#### Task objective
Take each line of the listing that has the string "SharedBus" and report it.

#### Data for analysis
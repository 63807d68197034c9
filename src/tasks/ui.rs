// MirrorPulse — UI Task
//
// Owns the OLED and the display debouncer. Drains pipeline ticks from the
// sensor task and redraws only when the debouncer says the visible view
// actually changed.

use std::sync::mpsc::Receiver;
use std::thread;
use std::time::Duration;

use crate::config::*;
use crate::debounce::DisplayDebouncer;
use crate::drivers::display::OledDisplay;
use crate::drivers::SharedBus;
use crate::events::{DisplayView, UiEvent};

pub fn ui_task(bus: SharedBus, ui_rx: Receiver<UiEvent>) {
    log::info!("UI task started");

    let mut display = OledDisplay::new(bus);
    let mut debouncer = DisplayDebouncer::new(crate::now_ms());

    if let Err(e) = display.show_view(DisplayView::Waiting) {
        log::error!("Display error: {}", e);
    }

    let poll_interval = Duration::from_millis(UI_POLL_INTERVAL_MS);

    loop {
        // Drain all pending events (non-blocking).
        while let Ok(event) = ui_rx.try_recv() {
            match event {
                UiEvent::Status(status) => {
                    log::info!("{}", status.label());
                    if let Err(e) = display.show_status(status) {
                        log::error!("Display error: {}", e);
                    }
                }
                UiEvent::HrTick(reading) => {
                    if let Some(view) = debouncer.tick(reading, crate::now_ms()) {
                        if let Err(e) = display.show_view(view) {
                            log::error!("Display error: {}", e);
                        }
                    }
                }
            }
        }

        thread::sleep(poll_interval);
    }
}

#### Final answer
use crate::drivers::SharedBus;
pub fn ui_task(bus: SharedBus, ui_rx: Receiver<UiEvent>) {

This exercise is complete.